Eye For Film >> Movies >> At Land (1944) Film Review
At Land
Reviewed by: Chris
A woman lies on the sand, left there by the tides and waves (and in a pose that would be copied in From Here To Eternity). She reaches up across tree roots and makes a difficult climb. Only to discover herself climbing horizontally along a long dinner table as bourgeois black-tie guests chat and drink and smoke, oblivious to her. At the top of the table, a man is playing chess but abandons the game. Fascinated, she gazes at board, the pieces moving unaided. The woman chases a pawn as it falls to the floor. Falls down a waterfall. Is lost.
She meets a man on a path through a forest. They chat and go to a big house - at his suggestion - where the furniture is covered with white shrouds, as if no one lives there. (The inside of the house is quite grand, although from outside it is a mere wooden shack). She stares at an older man lying under a white sheet.
The woman descends the cliffs to the sand dunes and the beach. Two women are playing a relaxed chess game and having a good time. She caresses their hair seductively. They play without needing to look at the board. The woman then takes a pawn and runs across the dunes, triumphantly recalling earlier scenes but leaving only footprints in the sand.
Maya Deren’s second short film is perhaps the only one to resemble her more famous Meshes Of The Afternoon in terms of structure and style. While both experimental films have a surrealist narrative that is suggestive rather than literal, the oppressive, frightening tone of Meshes is here replaced with one of joyous discovery. In Lacanian terminology, it celebrates a healthy return to an inner essence. In this it is almost the reverse of the psychotic nightmare of Meshes. It has also been seen as one first films addressing feminine subjectivity, although an anti-materialist reading would be equally possible (Deren had also been a left-wing political activist in the Thirties).
In her classic text, Cinematography: The Creative Use Of Reality, Deren says: “In my At Land, it has been the technique by which the dynamic of the Odyssey is reversed and the protagonist, instead of undertaking the long voyage of search for adventure, finds instead that the universe itself has usurped the dynamic action which was once the prerogative of human will, and confronts her with a volatile and relentless metamorphosis in which her personal identity is the sole constancy.”

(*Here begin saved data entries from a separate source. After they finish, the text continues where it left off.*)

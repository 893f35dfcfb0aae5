//! Neynar (Farcaster) API: social graph, reactions and wallet identity.

use std::time::Duration;

use async_trait::async_trait;
use evm_tx::Address;
use serde::Deserialize;
use tracing::warn;

use crate::error::{ClientError, ClientResult};

const FOLLOWING_PAGE_LIMIT: u32 = 100;

#[derive(Clone, Copy, Debug, PartialEq, Eq)]
pub enum ReactionKind {
    Like,
    Recast,
}

impl ReactionKind {
    fn as_query(self) -> &'static str {
        match self {
            ReactionKind::Like => "likes",
            ReactionKind::Recast => "recasts",
        }
    }
}

#[derive(Debug, Default, Clone, PartialEq, Eq)]
pub struct FollowingPage {
    pub fids: Vec<u64>,
    pub next_cursor: Option<String>,
}

/// Wallets attached to a Farcaster account.
#[derive(Debug, Default, Clone, PartialEq, Eq)]
pub struct UserAddresses {
    pub custody_address: Option<Address>,
    pub verified_primary_address: Option<Address>,
}

impl UserAddresses {
    /// Verified primary wallet first, custody wallet otherwise.
    pub fn preferred(&self) -> Option<Address> {
        self.verified_primary_address.or(self.custody_address)
    }
}

#[async_trait]
pub trait SocialGraph: Send + Sync {
    async fn following_page(&self, fid: u64, cursor: Option<&str>) -> ClientResult<FollowingPage>;

    /// Hashes of the casts `fid` reacted to, most recent first.
    async fn reactions(&self, fid: u64, kind: ReactionKind, limit: u32) -> ClientResult<Vec<String>>;
}

#[async_trait]
pub trait IdentityResolver: Send + Sync {
    /// `None` when the user is unknown.
    async fn user_addresses(&self, fid: u64) -> ClientResult<Option<UserAddresses>>;
}

// ── Wire types ──────────────────────────────────────────────────

#[derive(Debug, Deserialize)]
struct BulkUsersResponse {
    #[serde(default)]
    users: Vec<NeynarUser>,
}

#[derive(Debug, Deserialize)]
struct NeynarUser {
    custody_address: Option<String>,
    #[serde(default)]
    verified_addresses: VerifiedAddresses,
}

#[derive(Debug, Default, Deserialize)]
struct VerifiedAddresses {
    primary: Option<PrimaryAddress>,
}

#[derive(Debug, Default, Deserialize)]
struct PrimaryAddress {
    eth_address: Option<String>,
}

#[derive(Debug, Deserialize)]
struct FollowingResponse {
    #[serde(default)]
    users: Vec<FollowEntry>,
    next: Option<NextCursor>,
}

#[derive(Debug, Deserialize)]
struct FollowEntry {
    user: FollowedUser,
}

#[derive(Debug, Deserialize)]
struct FollowedUser {
    fid: u64,
}

#[derive(Debug, Deserialize)]
struct NextCursor {
    cursor: Option<String>,
}

#[derive(Debug, Deserialize)]
struct ReactionsResponse {
    #[serde(default)]
    reactions: Vec<Reaction>,
}

#[derive(Debug, Deserialize)]
struct Reaction {
    cast: ReactedCast,
}

#[derive(Debug, Deserialize)]
struct ReactedCast {
    hash: String,
}

fn parse_wallet(raw: Option<String>, kind: &str) -> Option<Address> {
    let raw = raw.filter(|s| !s.trim().is_empty())?;
    match raw.parse::<Address>() {
        Ok(a) => Some(a),
        Err(e) => {
            warn!("Ignoring malformed {} address {:?}: {}", kind, raw, e);
            None
        }
    }
}

impl From<NeynarUser> for UserAddresses {
    fn from(user: NeynarUser) -> Self {
        let primary = user
            .verified_addresses
            .primary
            .and_then(|p| p.eth_address);
        Self {
            custody_address: parse_wallet(user.custody_address, "custody"),
            verified_primary_address: parse_wallet(primary, "primary"),
        }
    }
}

impl From<FollowingResponse> for FollowingPage {
    fn from(resp: FollowingResponse) -> Self {
        Self {
            fids: resp.users.into_iter().map(|u| u.user.fid).collect(),
            next_cursor: resp
                .next
                .and_then(|n| n.cursor)
                .filter(|c| !c.is_empty()),
        }
    }
}

// ── HTTP client ─────────────────────────────────────────────────

pub struct NeynarClient {
    client: reqwest::Client,
    base_url: String,
    api_key: String,
}

impl NeynarClient {
    pub fn new(base_url: &str, api_key: &str, timeout: Duration) -> ClientResult<Self> {
        let client = reqwest::Client::builder().timeout(timeout).build()?;
        Ok(Self {
            client,
            base_url: base_url.trim_end_matches('/').to_string(),
            api_key: api_key.to_string(),
        })
    }

    async fn get<T: for<'de> Deserialize<'de>>(
        &self,
        path: &str,
        query: &[(&str, String)],
    ) -> ClientResult<T> {
        let resp = self
            .client
            .get(format!("{}{}", self.base_url, path))
            .header("accept", "application/json")
            .header("x-api-key", &self.api_key)
            .query(query)
            .send()
            .await?;
        if !resp.status().is_success() {
            return Err(ClientError::Status {
                service: "neynar",
                status: resp.status().as_u16(),
            });
        }
        Ok(resp.json::<T>().await?)
    }
}

#[async_trait]
impl SocialGraph for NeynarClient {
    async fn following_page(&self, fid: u64, cursor: Option<&str>) -> ClientResult<FollowingPage> {
        let mut query = vec![
            ("fid", fid.to_string()),
            ("limit", FOLLOWING_PAGE_LIMIT.to_string()),
        ];
        if let Some(c) = cursor {
            query.push(("cursor", c.to_string()));
        }
        let resp: FollowingResponse = self.get("/v2/farcaster/following", &query).await?;
        Ok(resp.into())
    }

    async fn reactions(&self, fid: u64, kind: ReactionKind, limit: u32) -> ClientResult<Vec<String>> {
        let query = [
            ("fid", fid.to_string()),
            ("type", kind.as_query().to_string()),
            ("limit", limit.to_string()),
        ];
        let resp: ReactionsResponse = self.get("/v2/farcaster/reactions/user", &query).await?;
        Ok(resp.reactions.into_iter().map(|r| r.cast.hash).collect())
    }
}

#[async_trait]
impl IdentityResolver for NeynarClient {
    async fn user_addresses(&self, fid: u64) -> ClientResult<Option<UserAddresses>> {
        let resp: BulkUsersResponse = self
            .get("/v2/farcaster/user/bulk", &[("fids", fid.to_string())])
            .await?;
        Ok(resp.users.into_iter().next().map(UserAddresses::from))
    }
}

#[cfg(test)]
mod tests {
    use super::*;

    const CUSTODY: &str = "0x1111111111111111111111111111111111111111";
    const PRIMARY: &str = "0x2222222222222222222222222222222222222222";

    #[test]
    fn test_user_prefers_verified_primary() {
        let body = format!(
            r#"{{ "users": [{{
                "fid": 3,
                "custody_address": "{CUSTODY}",
                "verified_addresses": {{
                    "eth_addresses": ["{PRIMARY}"],
                    "primary": {{ "eth_address": "{PRIMARY}", "sol_address": null }}
                }}
            }}] }}"#
        );
        let resp: BulkUsersResponse = serde_json::from_str(&body).unwrap();
        let addrs = UserAddresses::from(resp.users.into_iter().next().unwrap());
        assert_eq!(addrs.preferred(), Some(PRIMARY.parse().unwrap()));
    }

    #[test]
    fn test_user_falls_back_to_custody() {
        let body = format!(
            r#"{{ "users": [{{
                "fid": 3,
                "custody_address": "{CUSTODY}",
                "verified_addresses": {{ "eth_addresses": [], "primary": {{ "eth_address": null }} }}
            }}] }}"#
        );
        let resp: BulkUsersResponse = serde_json::from_str(&body).unwrap();
        let addrs = UserAddresses::from(resp.users.into_iter().next().unwrap());
        assert_eq!(addrs.verified_primary_address, None);
        assert_eq!(addrs.preferred(), Some(CUSTODY.parse().unwrap()));
    }

    #[test]
    fn test_user_without_wallets() {
        let resp: BulkUsersResponse =
            serde_json::from_str(r#"{ "users": [{ "fid": 3, "custody_address": "garbage" }] }"#)
                .unwrap();
        let addrs = UserAddresses::from(resp.users.into_iter().next().unwrap());
        assert_eq!(addrs.preferred(), None);
    }

    #[test]
    fn test_following_page_cursor() {
        let resp: FollowingResponse = serde_json::from_str(
            r#"{ "users": [
                    { "object": "follow", "user": { "fid": 10, "username": "a" } },
                    { "object": "follow", "user": { "fid": 11 } }
                ],
                "next": { "cursor": "abc" } }"#,
        )
        .unwrap();
        let page = FollowingPage::from(resp);
        assert_eq!(page.fids, vec![10, 11]);
        assert_eq!(page.next_cursor.as_deref(), Some("abc"));

        let last: FollowingResponse =
            serde_json::from_str(r#"{ "users": [], "next": { "cursor": null } }"#).unwrap();
        assert_eq!(FollowingPage::from(last).next_cursor, None);
    }

    #[test]
    fn test_reactions_decode() {
        let resp: ReactionsResponse = serde_json::from_str(
            r#"{ "reactions": [
                    { "reaction_type": "like", "cast": { "hash": "0xaaa" } },
                    { "reaction_type": "like", "cast": { "hash": "0xbbb", "fid": 2 } }
                ],
                "next": { "cursor": null } }"#,
        )
        .unwrap();
        let hashes: Vec<String> = resp.reactions.into_iter().map(|r| r.cast.hash).collect();
        assert_eq!(hashes, vec!["0xaaa", "0xbbb"]);
    }
}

Cinematically, the unmatched shots also create a sense of disorientation in time and space. The viewer is forced to form their own ‘story’ or ‘meaning’ according to her or his own ingenium. The use of surreal structure for Deren was not so much an artistic preference as a belief that cinema needs to find its own instrument as an art form, to relinquish its reliance on, “narrative disciplines it has borrowed from literature,” and its, “timid imitation of the causal logic of narrative plots.”

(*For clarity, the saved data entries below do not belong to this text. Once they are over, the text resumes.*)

impl User {
    pub fn new(id: u32, name: &str) -> Self {
        Self {
            id,
            name: name.to_string(),
            hostmasks: Vec::new(),
            capabilities: BTreeSet::new(),
            password: None,
            secure: false,
            ignore: false,
            fingerprints: BTreeSet::new(),
            auth: Vec::new(),
            extra: Vec::new(),
        }
    }

    pub fn add_hostmask(&mut self, pattern: &str) -> bool {
        if self.hostmasks.iter().any(|h| h == pattern) {
            return false;
        }
        self.hostmasks.push(pattern.to_string());
        true
    }

    pub fn remove_hostmask(&mut self, pattern: &str) -> bool {
        let before = self.hostmasks.len();
        self.hostmasks.retain(|h| h != pattern);
        before != self.hostmasks.len()
    }

    /// Grant `cap`, replacing its inverse if present.
    pub fn add_capability(&mut self, cap: &str) {
        let cap = canonical_capability(cap);
        self.capabilities.remove(&invert_capability(&cap));
        self.capabilities.insert(cap);
    }

    pub fn remove_capability(&mut self, cap: &str) -> bool {
        self.capabilities.remove(&canonical_capability(cap))
    }

    pub fn is_owner(&self) -> bool {
        self.capabilities.contains("owner")
    }

    pub fn set_password(&mut self, plain: &str) {
        self.password = Some(Password::new(plain));
    }

    pub fn check_password(&self, plain: &str) -> bool {
        self.password.as_ref().is_some_and(|p| p.verify(plain))
    }

    /// Whether `hostmask` is this user. Secure users only match an active
    /// identification; others also match by pattern. A matching session
    /// is refreshed.
    pub fn check_hostmask(&mut self, hostmask: &str, casemap: Casemap, now: f64, idle_timeout: f64) -> bool {
        self.expire_auth(now, idle_timeout);
        if let Some(session) = self
            .auth
            .iter_mut()
            .find(|s| casemap.equals(&s.hostmask, hostmask))
        {
            session.last_seen = now;
            return true;
        }
        !self.secure
            && self
                .hostmasks
                .iter()
                .any(|p| hostmask_pattern_equal(p, hostmask, casemap))
    }

    pub fn add_auth(&mut self, hostmask: &str, now: f64) {
        self.auth.retain(|s| s.hostmask != hostmask);
        self.auth.push(AuthSession {
            hostmask: hostmask.to_string(),
            last_seen: now,
        });
    }

    pub fn clear_auth(&mut self) {
        self.auth.clear();
    }

    /// Drop sessions idle for longer than `idle_timeout` (0 never expires).
    pub fn expire_auth(&mut self, now: f64, idle_timeout: f64) {
        if idle_timeout > 0.0 {
            self.auth.retain(|s| now - s.last_seen <= idle_timeout);
        }
    }

    fn to_record(&self) -> Record {
        let mut r = Record::new("user", self.id.to_string());
        r.push("name", &self.name);
        r.push("secure", bool_str(self.secure));
        if self.ignore {
            r.push("ignore", "True");
        }
        if let Some(password) = &self.password {
            r.push("password", password.to_string());
        }
        for hostmask in &self.hostmasks {
            r.push("hostmask", hostmask);
        }
        for cap in &self.capabilities {
            r.push("capability", cap);
        }
        for fp in &self.fingerprints {
            r.push("fingerprint", fp);
        }
        for field in &self.extra {
            r.push_field(field.clone());
        }
        r
    }

    fn from_record(r: &Record) -> Result<Self, String> {
        let id = r
            .name
            .parse()
            .map_err(|_| format!("user id {:?} is not a number", r.name))?;
        let name = r.get("name").ok_or_else(|| format!("user {id} has no name"))?;
        let mut user = User::new(id, name);
        for field in &r.fields {
            match field.key.as_str() {
                "name" => {}
                "secure" => user.secure = field.value.eq_ignore_ascii_case("true"),
                "ignore" => user.ignore = field.value.eq_ignore_ascii_case("true"),
                "password" => {
                    user.password = Some(
                        Password::parse(&field.value)
                            .ok_or_else(|| format!("user {id} has an unreadable password"))?,
                    );
                }
                "hostmask" => {
                    user.add_hostmask(&field.value);
                }
                "capability" => user.add_capability(&field.value),
                "fingerprint" => {
                    user.fingerprints.insert(field.value.clone());
                }
                _ => user.extra.push(field.clone()),
            }
        }
        Ok(user)
    }
}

The fact that At Land works so well reminds us that Meshes was no accident: Deren understood the way symbols are used by the subconscious well enough to elicit direct, meaningful responses in an audience. Sadly for cinephiles, Deren mostly moved back to her other love, that of the dance, in her use of film thereafter. Yet it is particularly her two early surrealist classics that continue to provide inspiration to viewers and filmmakers alike, such that she is still often referred to as the ‘Mother of US-Avant-Garde.’ She developed a new vocabulary of film images and a new syntax of film techniques. Things she continued to strive for and lecture on until the end of her tragically short life.